The anxiety that results from this difference has been discussed by Luke and Luke (2004):

The perception of crisis [over perceived loss of print literacy] is an artifact of a particular generational anxiety over new forms of adolescent and childhood identity and life pathways: fundamental ontological and teleological changes in childhood traceable to global economies, cultures, and technologies. (p. 105 )

Here, they make clear that the crisis is not to be found in the child or adolescent as subject, but in the teacher, researcher, and policymaker as the adult subject whose anxieties about new adolescent identities lead to the valorization and reification of print culture.

We are interested in the kind of social subject constructed through IM—the social identities that shape and are shaped by the practice of IM. To this end, we examined the uses of IM among seven youth (four females and three males) who regularly used this technology in their daily lives. We wanted to know what functions IM served in their lives: For what purposes did they use this form of digital literacy? For what reasons and under what circumstances did they find it most compelling? These are the research questions that led us to understand more about our participants as social subjects who shape and are shaped by particular technologies. It is our hope that insights gleaned from this research will help us to make school literacy more engaging for students and more meaningful to their present and future lives in a digitally mediated world.

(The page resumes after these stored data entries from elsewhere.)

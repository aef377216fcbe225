// This file is part of shoal, an interactive POSIX-style shell.
// Copyright (C) 2026 the shoal developers
//
// This program is free software: you can redistribute it and/or modify
// it under the terms of the GNU General Public License as published by
// the Free Software Foundation, either version 3 of the License, or
// (at your option) any later version.
//
// This program is distributed in the hope that it will be useful,
// but WITHOUT ANY WARRANTY; without even the implied warranty of
// MERCHANTABILITY or FITNESS FOR A PARTICULAR PURPOSE.  See the
// GNU General Public License for more details.
//
// You should have received a copy of the GNU General Public License
// along with this program.  If not, see <https://www.gnu.org/licenses/>.

//! Intermediate expansion results
//!
//! The initial expansion produces characters annotated with how they came
//! to be ([`AttrChar`]). The later phases inspect the annotations: field
//! splitting only considers unquoted characters of soft-expansion origin,
//! pathname expansion treats quoted characters literally, and quote
//! removal drops the quoting characters themselves.

use shoal_fnmatch::PatternChar;
use shoal_env::semantics::Field;
use shoal_syntax::source::Location;

/// Origin of an expanded character
#[derive(Clone, Copy, Debug, Eq, PartialEq)]
pub enum Origin {
    /// The character was written literally in the word.
    Literal,
    /// The character came from a tilde expansion or similar, and is
    /// literal in pathname expansion but not subject to field splitting.
    HardExpansion,
    /// The character came from a parameter expansion, command
    /// substitution, or arithmetic expansion, and is subject to field
    /// splitting where unquoted.
    SoftExpansion,
}

/// Character with attributes describing its origin
#[derive(Clone, Copy, Debug, Eq, PartialEq)]
pub struct AttrChar {
    /// Character value
    pub value: char,
    /// Where the character came from
    pub origin: Origin,
    /// Whether the character is quoted by another character
    pub is_quoted: bool,
    /// Whether this character quotes other characters
    ///
    /// A character can be both quoting and quoted: in `"\$"`, the
    /// backslash quotes the dollar and is itself quoted by the double
    /// quotes.
    pub is_quoting: bool,
}

impl AttrChar {
    /// Plain unquoted literal character.
    #[must_use]
    pub fn literal(value: char) -> AttrChar {
        AttrChar {
            value,
            origin: Origin::Literal,
            is_quoted: false,
            is_quoting: false,
        }
    }

    /// Quoting character, like a quote mark or escaping backslash.
    #[must_use]
    pub fn quoting(value: char, is_quoted: bool) -> AttrChar {
        AttrChar {
            value,
            origin: Origin::Literal,
            is_quoted,
            is_quoting: true,
        }
    }
}

/// String of attributed characters with the location of the word it came
/// from
#[derive(Clone, Debug, Eq, PartialEq)]
pub struct AttrField {
    /// Characters of the field
    pub chars: Vec<AttrChar>,
    /// Location of the originating word
    pub origin: Location,
}

impl AttrField {
    /// Performs quote removal and attribute stripping in one pass,
    /// yielding a plain field.
    #[must_use]
    pub fn remove_quotes_and_strip(self) -> Field {
        let value = self
            .chars
            .into_iter()
            .filter(|c| !c.is_quoting)
            .map(|c| c.value)
            .collect();
        Field {
            value,
            origin: self.origin,
        }
    }
}

/// Converts attributed characters to pattern characters for matching.
///
/// Quoted characters and hard-expansion characters match themselves
/// literally; quoting characters disappear.
pub fn to_pattern_chars(chars: &[AttrChar]) -> impl Iterator<Item = PatternChar> + Clone + '_ {
    chars.iter().filter(|c| !c.is_quoting).map(|c| {
        if c.is_quoted || c.origin == Origin::HardExpansion {
            PatternChar::Literal(c.value)
        } else {
            PatternChar::Normal(c.value)
        }
    })
}

/// Removes quoting characters and returns the plain string value.
#[must_use]
pub fn strip(chars: &[AttrChar]) -> String {
    chars
        .iter()
        .filter(|c| !c.is_quoting)
        .map(|c| c.value)
        .collect()
}

#[cfg(test)]
mod tests {
    use super::*;

    #[test]
    fn quote_removal_drops_quoting_chars() {
        let field = AttrField {
            chars: vec![
                AttrChar::quoting('\'', false),
                AttrChar {
                    value: 'a',
                    origin: Origin::Literal,
                    is_quoted: true,
                    is_quoting: false,
                },
                AttrChar::quoting('\'', false),
            ],
            origin: Location::dummy("'a'"),
        };
        assert_eq!(field.remove_quotes_and_strip().value, "a");
    }

    #[test]
    fn pattern_chars_honor_quoting() {
        let chars = [
            AttrChar::literal('*'),
            AttrChar {
                value: '*',
                origin: Origin::Literal,
                is_quoted: true,
                is_quoting: false,
            },
            AttrChar {
                value: '*',
                origin: Origin::HardExpansion,
                is_quoted: false,
                is_quoting: false,
            },
        ];
        let pattern: Vec<_> = to_pattern_chars(&chars).collect();
        assert_eq!(
            pattern,
            [
                PatternChar::Normal('*'),
                PatternChar::Literal('*'),
                PatternChar::Literal('*'),
            ]
        );
    }
}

Instant messaging (IM) came of age in 2000. Although the interactive message tool dates back to the 1970s, when researchers began to send real-time text messages on Unix-based networks, the technology became instantly popular in the late 1990s, when America Online (AOL) engineers introduced the Buddy List (Guernsey, 2001). The list basically allows users to manage multiple simultaneous exchanges and also track their buddies' appearances and disappearances. Internet users, and young people especially, gravitated to the social and playful exchange tool, and IM became a communication phenomenon. Industry insiders called IM the latest “Killer App” (Weise, 2000), and technology trackers projected that IM would surpass e-mail as the primary online communication tool by 2005 (Latchford, 2003). By 2003, 70% of online teens ages 12–17 used instant messaging. One fourth of all online teens see IM as their main communication tool (Zucco, 2003). In the United States, IM use among youth has surpassed that of other forms of Information and Communication Technology (ICT), including chat rooms (Herring, 2004). Although users typically manage three or more ongoing exchanges at once (Lenhart, Rainie, & Lewis, 2001), each IM exchange is dyadic.